___ Source data

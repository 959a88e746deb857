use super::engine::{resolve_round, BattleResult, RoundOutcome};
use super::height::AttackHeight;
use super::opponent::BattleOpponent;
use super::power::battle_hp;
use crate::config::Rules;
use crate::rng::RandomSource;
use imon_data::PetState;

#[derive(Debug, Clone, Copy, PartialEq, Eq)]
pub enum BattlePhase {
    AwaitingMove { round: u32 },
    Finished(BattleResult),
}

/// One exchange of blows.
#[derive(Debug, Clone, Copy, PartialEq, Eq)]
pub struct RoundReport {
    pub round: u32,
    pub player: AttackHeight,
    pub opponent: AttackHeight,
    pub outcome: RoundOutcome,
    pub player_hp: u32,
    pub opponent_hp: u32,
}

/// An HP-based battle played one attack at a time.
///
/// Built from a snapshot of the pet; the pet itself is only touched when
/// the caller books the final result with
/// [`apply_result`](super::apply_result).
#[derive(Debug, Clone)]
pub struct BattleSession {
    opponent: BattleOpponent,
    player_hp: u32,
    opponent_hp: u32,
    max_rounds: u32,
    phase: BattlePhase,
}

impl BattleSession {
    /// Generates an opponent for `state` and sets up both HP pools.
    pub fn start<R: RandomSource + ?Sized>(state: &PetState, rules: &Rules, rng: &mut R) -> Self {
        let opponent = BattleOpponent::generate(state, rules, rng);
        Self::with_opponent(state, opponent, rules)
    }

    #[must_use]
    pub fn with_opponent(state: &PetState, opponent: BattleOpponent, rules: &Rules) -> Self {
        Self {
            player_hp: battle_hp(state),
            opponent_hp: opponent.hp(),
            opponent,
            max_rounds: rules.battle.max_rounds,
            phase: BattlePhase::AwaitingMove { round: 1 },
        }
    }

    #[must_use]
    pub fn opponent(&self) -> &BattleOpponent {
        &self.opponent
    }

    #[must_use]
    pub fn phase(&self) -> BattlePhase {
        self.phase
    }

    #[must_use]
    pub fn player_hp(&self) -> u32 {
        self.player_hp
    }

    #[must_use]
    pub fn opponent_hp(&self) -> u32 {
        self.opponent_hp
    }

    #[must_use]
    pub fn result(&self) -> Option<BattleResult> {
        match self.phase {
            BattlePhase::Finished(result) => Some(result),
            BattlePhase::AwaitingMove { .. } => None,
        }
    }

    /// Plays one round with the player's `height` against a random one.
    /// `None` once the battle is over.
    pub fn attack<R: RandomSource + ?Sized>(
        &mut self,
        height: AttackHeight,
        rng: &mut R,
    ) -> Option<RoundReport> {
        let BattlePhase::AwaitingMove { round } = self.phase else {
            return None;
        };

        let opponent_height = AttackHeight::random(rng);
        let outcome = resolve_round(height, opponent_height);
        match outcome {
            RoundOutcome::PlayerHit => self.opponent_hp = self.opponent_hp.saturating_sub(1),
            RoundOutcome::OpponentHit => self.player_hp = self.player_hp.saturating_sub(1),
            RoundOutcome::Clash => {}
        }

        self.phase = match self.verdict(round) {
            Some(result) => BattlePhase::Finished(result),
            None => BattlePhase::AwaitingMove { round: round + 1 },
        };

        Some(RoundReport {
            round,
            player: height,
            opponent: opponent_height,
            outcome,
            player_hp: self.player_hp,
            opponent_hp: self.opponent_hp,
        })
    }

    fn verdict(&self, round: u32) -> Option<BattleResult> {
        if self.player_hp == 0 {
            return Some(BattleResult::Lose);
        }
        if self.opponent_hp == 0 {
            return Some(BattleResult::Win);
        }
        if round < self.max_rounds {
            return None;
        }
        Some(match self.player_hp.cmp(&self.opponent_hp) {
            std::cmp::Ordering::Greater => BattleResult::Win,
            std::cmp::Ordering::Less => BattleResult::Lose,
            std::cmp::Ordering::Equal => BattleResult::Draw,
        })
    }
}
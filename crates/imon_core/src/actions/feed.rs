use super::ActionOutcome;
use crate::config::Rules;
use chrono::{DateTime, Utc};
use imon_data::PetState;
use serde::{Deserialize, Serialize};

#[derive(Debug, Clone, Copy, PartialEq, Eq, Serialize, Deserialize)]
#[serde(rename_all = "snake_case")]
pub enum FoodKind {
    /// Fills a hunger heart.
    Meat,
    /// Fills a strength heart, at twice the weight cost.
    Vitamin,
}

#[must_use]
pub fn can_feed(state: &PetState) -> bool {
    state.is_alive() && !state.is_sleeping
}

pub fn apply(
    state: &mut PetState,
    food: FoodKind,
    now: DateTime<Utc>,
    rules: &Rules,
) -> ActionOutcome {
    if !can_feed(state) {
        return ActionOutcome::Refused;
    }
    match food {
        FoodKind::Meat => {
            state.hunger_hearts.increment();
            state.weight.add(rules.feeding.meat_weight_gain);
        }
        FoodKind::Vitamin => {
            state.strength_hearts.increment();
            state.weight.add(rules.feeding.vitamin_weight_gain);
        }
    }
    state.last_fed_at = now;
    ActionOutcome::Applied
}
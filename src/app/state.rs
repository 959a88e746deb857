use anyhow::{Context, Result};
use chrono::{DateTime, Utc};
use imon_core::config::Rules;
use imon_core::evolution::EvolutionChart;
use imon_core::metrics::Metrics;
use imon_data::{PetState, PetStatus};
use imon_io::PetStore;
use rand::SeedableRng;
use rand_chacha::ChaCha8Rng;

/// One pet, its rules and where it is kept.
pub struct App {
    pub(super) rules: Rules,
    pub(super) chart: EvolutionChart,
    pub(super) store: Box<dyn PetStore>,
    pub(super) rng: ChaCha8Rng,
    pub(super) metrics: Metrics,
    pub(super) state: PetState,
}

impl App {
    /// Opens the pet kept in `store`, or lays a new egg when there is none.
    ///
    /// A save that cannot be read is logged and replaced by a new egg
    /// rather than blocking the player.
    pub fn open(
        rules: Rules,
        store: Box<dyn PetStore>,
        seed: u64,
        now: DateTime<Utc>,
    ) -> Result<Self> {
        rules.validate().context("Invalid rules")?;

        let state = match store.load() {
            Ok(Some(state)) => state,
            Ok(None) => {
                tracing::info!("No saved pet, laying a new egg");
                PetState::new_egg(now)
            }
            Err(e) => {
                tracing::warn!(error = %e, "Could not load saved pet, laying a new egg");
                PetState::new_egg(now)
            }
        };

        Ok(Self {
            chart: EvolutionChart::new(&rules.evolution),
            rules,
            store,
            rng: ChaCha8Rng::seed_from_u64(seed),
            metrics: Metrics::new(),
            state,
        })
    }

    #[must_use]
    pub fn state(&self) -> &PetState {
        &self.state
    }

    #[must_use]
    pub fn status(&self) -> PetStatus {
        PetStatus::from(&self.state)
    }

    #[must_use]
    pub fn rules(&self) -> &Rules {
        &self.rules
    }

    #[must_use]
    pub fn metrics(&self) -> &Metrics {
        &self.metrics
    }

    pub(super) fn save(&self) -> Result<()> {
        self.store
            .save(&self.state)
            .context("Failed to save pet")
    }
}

______

In the entries above, find lines with "FoodKind" and copy each.

pub enum FoodKind {
    food: FoodKind,
        FoodKind::Meat => {
        FoodKind::Vitamin => {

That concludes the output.